Title Page Previous Next Contents | Country Reports >Grand Duchy of Luxembourg

Grand Duchy of Luxembourg

Constitutional Privacy Framework

Article 28 of the Constitution states, "(1) The secrecy of correspondence is inviolable. The law determines the agents responsible for the violation of the secrecy of correspondence entrusted to the postal services. (2) The law determines the guarantee to be afforded to the secrecy of telegrams."[3360]

Data Protection Framework

Luxembourg's Act concerning the Use of Nominal Data in Computer Processing was adopted in 1979.[3361] The law regulates individually identifiable automated personal records in both public and private computer files. All databanks including personal data have to be registered, and data subjects have the right to access their personal data and correct it if inaccurate. The law also requires licensing of systems used for the processing of personal data. The Commission nationale pour la protection des données (CNPD) set up a public online data processing register, which makes it possible to check if an authority, company, association, professional or self-employed worker is likely to hold information about an individual and if it has declared such processing to the CNPD.

The Data Protection Act of 2002[3362] governs the processing and use of personal data. It implements the European Union (EU) Data Protection Directive (1995/46/EC).[3363] The law[3364] went beyond the framework of the EU directive by covering not only natural, but also moral, persons. It contains specific provisions on the processing of medical data by health services,[3365] the processing of personal data for surveillance purposes[3366] and in the workplace.[3367] A 2006 draft law would curtail the requirements, which are not considered essential for the protection of freedom and fundamental rights of citizens.[3368] In addition, the draft law would cover only natural persons. However, in April 2004, the European Commission threatened legal action against Luxembourg and seven other countries for failing to incorporate the EU Directive on Privacy and Electronic Communications (2002/58/EC).[3369]

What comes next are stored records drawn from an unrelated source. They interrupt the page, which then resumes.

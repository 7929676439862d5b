//! Speculative execution on throwaway state to warm the shared caches.

use crate::{
    chain::{
        headerchain::HeaderChain,
        state_transition::apply_transaction,
    },
    metrics,
    state::{
        StateDatabase,
        StateDb,
    },
    types::{
        Block,
        BlockRef,
    },
    vm::{
        Vm,
        VmConfig,
    },
};
use alloy_primitives::B256;
use std::{
    sync::{
        Arc,
        atomic::{
            AtomicBool,
            Ordering,
        },
    },
    thread::JoinHandle,
    time::Instant,
};
use tracing::{
    debug,
    trace,
};

/// Runs transactions against state that is discarded afterwards. Only the
/// caches behind the state database are affected.
#[derive(Debug, Clone)]
pub struct StatePrefetcher {
    chain: Arc<HeaderChain>,
    vm: Arc<dyn Vm>,
}

impl StatePrefetcher {
    pub fn new(chain: Arc<HeaderChain>, vm: Arc<dyn Vm>) -> Self {
        Self { chain, vm }
    }

    /// Executes the transactions of `block` in order, stopping as soon as
    /// `interrupt` is set.
    pub fn prefetch(
        &self,
        block: &Block,
        state: &mut StateDb,
        vm_config: &VmConfig,
        interrupt: &AtomicBool,
    ) {
        let start = Instant::now();
        for index in 0..block.transactions().len() {
            if interrupt.load(Ordering::Relaxed) {
                trace!(target: "ledger-chain::prefetcher", number = block.number(), index, "Prefetch interrupted");
                return;
            }
            self.prefetch_tx(block, index, state, vm_config);
        }
        metrics::record_prefetch(start.elapsed());
    }

    /// Executes a single transaction. Failures are expected on speculative
    /// state and ignored.
    pub fn prefetch_tx(&self, block: &Block, index: usize, state: &mut StateDb, vm_config: &VmConfig) {
        let Some(tx) = block.transactions().get(index) else {
            return;
        };
        let Ok(author) = self.chain.engine().author(block.header()) else {
            return;
        };
        state.prepare(tx.hash(), block.hash(), u32::try_from(index).unwrap_or(u32::MAX));
        let mut used_gas = 0;
        if let Err(err) = apply_transaction(
            self.chain.config(),
            self.vm.as_ref(),
            author,
            state,
            block.header(),
            tx,
            &mut used_gas,
            vm_config,
        ) {
            trace!(target: "ledger-chain::prefetcher", hash = %tx.hash(), error = %err, "Prefetched transaction failed");
        }
    }
}

/// One transaction to warm up.
#[derive(Debug, Clone)]
pub struct PrefetchTask {
    pub block: BlockRef,
    pub index: usize,
    /// State the transaction runs on.
    pub root: B256,
    pub interrupt: Arc<AtomicBool>,
}

/// Bounded worker pool fed with single-transaction prefetch tasks.
#[derive(Debug)]
pub struct PrefetchPool {
    sender: Option<flume::Sender<PrefetchTask>>,
    workers: Vec<JoinHandle<()>>,
}

impl PrefetchPool {
    pub fn spawn(
        workers: usize,
        capacity: usize,
        prefetcher: StatePrefetcher,
        state_db: Arc<StateDatabase>,
        vm_config: VmConfig,
    ) -> Self {
        let (sender, receiver) = flume::bounded::<PrefetchTask>(capacity.max(1));
        let handles = (0..workers)
            .filter_map(|id| {
                let receiver = receiver.clone();
                let prefetcher = prefetcher.clone();
                let state_db = state_db.clone();
                std::thread::Builder::new()
                    .name(format!("prefetch-worker-{id}"))
                    .spawn(move || {
                        // A closed channel ends the worker.
                        while let Ok(task) = receiver.recv() {
                            if task.interrupt.load(Ordering::Relaxed) {
                                continue;
                            }
                            let Ok(mut state) = StateDb::new(task.root, state_db.clone()) else {
                                continue;
                            };
                            prefetcher.prefetch_tx(&task.block, task.index, &mut state, &vm_config);
                        }
                    })
                    .inspect_err(|err| {
                        debug!(target: "ledger-chain::prefetcher", error = ?err, "Failed to spawn prefetch worker");
                    })
                    .ok()
            })
            .collect::<Vec<_>>();
        Self {
            sender: (!handles.is_empty()).then_some(sender),
            workers: handles,
        }
    }

    pub fn is_enabled(&self) -> bool {
        self.sender.is_some()
    }

    /// Queues a task without blocking. Returns false when it was dropped.
    pub fn try_submit(&self, task: PrefetchTask) -> bool {
        self.sender
            .as_ref()
            .is_some_and(|sender| sender.try_send(task).is_ok())
    }

    /// Closes the queue and waits for the workers.
    pub fn stop(&mut self) {
        self.sender = None;
        for worker in self.workers.drain(..) {
            let _ = worker.join();
        }
    }
}

impl Drop for PrefetchPool {
    fn drop(&mut self) {
        self.stop();
    }
}

/// Prefetches `block` on a background thread against `state`.
pub(crate) fn spawn_followup(
    prefetcher: StatePrefetcher,
    block: BlockRef,
    state: StateDb,
    vm_config: VmConfig,
    interrupt: Arc<AtomicBool>,
) {
    let spawned = std::thread::Builder::new()
        .name("prefetch-followup".into())
        .spawn(move || {
            let mut state = state;
            prefetcher.prefetch(&block, &mut state, &vm_config, &interrupt);
        });
    if let Err(err) = spawned {
        debug!(target: "ledger-chain::prefetcher", error = ?err, "Failed to spawn followup prefetch");
    }
}

#[cfg(test)]
mod tests {
    use super::*;
    use crate::{
        chain::{
            BlockChain,
            CacheConfig,
            Genesis,
        },
        params::ChainConfig,
        test_utils::{
            ChainMaker,
            TEST_CHAIN_ID,
            TestKey,
            init_tracing,
            new_blockchain,
        },
        types::{
            LegacyTx,
            TxData,
        },
        vm::ReferenceVm,
    };
    use alloy_primitives::{
        Address,
        Bytes,
        TxKind,
        U256,
    };

    struct Fixture {
        chain: Arc<BlockChain>,
        block: BlockRef,
        sender: Address,
    }

    /// Chain at genesis plus an unimported block with three transfers.
    fn fixture() -> Fixture {
        init_tracing();
        let key = TestKey::from_seed(1);
        let genesis = Genesis::new(
            ChainConfig::default()
                .with_chain_id(TEST_CHAIN_ID)
                .with_unit_price(1),
        )
        .with_balance(key.address(), U256::from(1_000_000_000u64));
        let maker = ChainMaker::new(&genesis);
        let block = maker
            .generate(&maker.genesis(), 1, |block| {
                for nonce in 0..3 {
                    block.add_tx(key.sign(TxData::Legacy(LegacyTx {
                        nonce,
                        gas_price: U256::from(1),
                        gas: 21_000,
                        to: TxKind::Call(Address::repeat_byte(0xee)),
                        value: U256::from(1),
                        input: Bytes::new(),
                    })));
                }
            })
            .remove(0);
        let chain = new_blockchain(&genesis, CacheConfig::default()).unwrap();
        Fixture {
            chain,
            block,
            sender: key.address(),
        }
    }

    fn prefetcher(chain: &BlockChain) -> StatePrefetcher {
        StatePrefetcher::new(chain.header_chain().clone(), Arc::new(ReferenceVm))
    }

    #[test]
    fn prefetch_executes_on_the_copy_only() {
        let Fixture { chain, block, sender } = fixture();
        let mut copy = chain.state().unwrap();
        prefetcher(&chain).prefetch(&block, &mut copy, &VmConfig::default(), &AtomicBool::new(false));

        assert_eq!(copy.get_nonce(sender), 3);
        assert_eq!(chain.state().unwrap().get_nonce(sender), 0);
        assert_eq!(chain.current_block().number(), 0);
        chain.stop();
    }

    #[test]
    fn interrupted_prefetch_abandons_the_block() {
        let Fixture { chain, block, sender } = fixture();
        let mut copy = chain.state().unwrap();
        prefetcher(&chain).prefetch(&block, &mut copy, &VmConfig::default(), &AtomicBool::new(true));

        assert_eq!(copy.get_nonce(sender), 0);
        chain.stop();
    }

    #[test]
    fn pool_drops_tasks_once_stopped() {
        let Fixture { chain, block, .. } = fixture();
        let mut pool = PrefetchPool::spawn(
            2,
            4,
            prefetcher(&chain),
            chain.state_database().clone(),
            VmConfig::default(),
        );
        assert!(pool.is_enabled());
        let task = PrefetchTask {
            block: block.clone(),
            index: 0,
            root: chain.genesis().state_root(),
            interrupt: Arc::new(AtomicBool::new(true)),
        };
        assert!(pool.try_submit(task.clone()));

        pool.stop();
        assert!(!pool.is_enabled());
        assert!(!pool.try_submit(task));
        chain.stop();
    }
}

In May 2005, a new law[3370] implemented the provisions of the EU Directive on Privacy and Electronic Communications. The law states that any service provider must retain traffic and location data for a period of 12 months for the purposes of prevention, investigation, detection and prosecution of criminal offences. Following a recommendation of the CNPD, the government intends to reduce the duration of the mandatory data storage and retention period for ISPs to six months.[3371] It also adopts an "opt-in" system for unsolicited electronic communications; the use of automated calling systems, fax machines or e-mail for the purposes of direct marketing is prohibited without obtaining the subscriber's prior consent, unless the service provider can make use of the specific exceptions mentioned in the EU directive. The law provides for criminal sanctions (imprisonment and fines) for breach of the provisions related to spam and unsolicited communications. A court may ban any illegal processing, together with a penalty payment. The CNPD was consulted during the drafting of the bill.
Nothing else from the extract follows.